__Task details__.
Output the data once more, exactly as given.

Source information Start Marker

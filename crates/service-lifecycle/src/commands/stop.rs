//! `stop`: tear services down in reverse order.

use super::execute;
use crate::{
    CommandDescriptor, CommandKind, CommandOptions, CommandResults, HandlerInput, HandlerOutput,
    PlatformSet, Result, ResultDetails, ResultStatus, Service, ServiceDeployment,
};
use chrono::Utc;

/// Descriptor for `stop`
#[derive(Debug, Clone, Copy, Default)]
pub struct Stop;

impl CommandDescriptor for Stop {
    fn kind(&self) -> CommandKind {
        CommandKind::Stop
    }

    fn build_input(&self, _service: &Service, options: &CommandOptions) -> HandlerInput {
        HandlerInput::Stop {
            grace_period: options.grace_period(),
        }
    }

    fn success_status(&self) -> ResultStatus {
        ResultStatus::Stopped
    }

    fn continue_on_error(&self) -> bool {
        false
    }

    fn supports_all(&self) -> bool {
        true
    }

    fn is_teardown(&self) -> bool {
        true
    }

    fn default_details(&self, output: &HandlerOutput) -> Option<ResultDetails> {
        if output.status.is_some_and(|s| s.is_noop()) {
            return None;
        }
        Some(ResultDetails::Stop {
            stopped_at: Utc::now(),
            graceful: true,
        })
    }

    fn describe_effect(&self, deployment: &ServiceDeployment, options: &CommandOptions) -> String {
        format!(
            "would stop '{}' on {} with a {}s grace period",
            deployment.name(),
            deployment.platform,
            options.grace_period().as_secs()
        )
    }
}

/// Stop services, last dependency first
///
/// The input is in start order; it is reversed before execution.
pub async fn stop(
    platforms: &PlatformSet,
    deployments: Vec<ServiceDeployment>,
    options: &CommandOptions,
) -> Result<CommandResults> {
    execute(&Stop, platforms, deployments, options).await
}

Source information End Marker

__Task response__.
filename crates/service-lifecycle/src/commands/stop.rs
//! `stop`: tear services down in reverse order.

use super::execute;
use crate::{
    CommandDescriptor, CommandKind, CommandOptions, CommandResults, HandlerInput, HandlerOutput,
    PlatformSet, Result, ResultDetails, ResultStatus, Service, ServiceDeployment,
};
use chrono::Utc;

/// Descriptor for `stop`
#[derive(Debug, Clone, Copy, Default)]
pub struct Stop;

impl CommandDescriptor for Stop {
    fn kind(&self) -> CommandKind {
        CommandKind::Stop
    }

    fn build_input(&self, _service: &Service, options: &CommandOptions) -> HandlerInput {
        HandlerInput::Stop {
            grace_period: options.grace_period(),
        }
    }

    fn success_status(&self) -> ResultStatus {
        ResultStatus::Stopped
    }

    fn continue_on_error(&self) -> bool {
        false
    }

    fn supports_all(&self) -> bool {
        true
    }

    fn is_teardown(&self) -> bool {
        true
    }

    fn default_details(&self, output: &HandlerOutput) -> Option<ResultDetails> {
        if output.status.is_some_and(|s| s.is_noop()) {
            return None;
        }
        Some(ResultDetails::Stop {
            stopped_at: Utc::now(),
            graceful: true,
        })
    }

    fn describe_effect(&self, deployment: &ServiceDeployment, options: &CommandOptions) -> String {
        format!(
            "would stop '{}' on {} with a {}s grace period",
            deployment.name(),
            deployment.platform,
            options.grace_period().as_secs()
        )
    }
}

/// Stop services, last dependency first
///
/// The input is in start order; it is reversed before execution.
pub async fn stop(
    platforms: &PlatformSet,
    deployments: Vec<ServiceDeployment>,
    options: &CommandOptions,
) -> Result<CommandResults> {
    execute(&Stop, platforms, deployments, options).await
}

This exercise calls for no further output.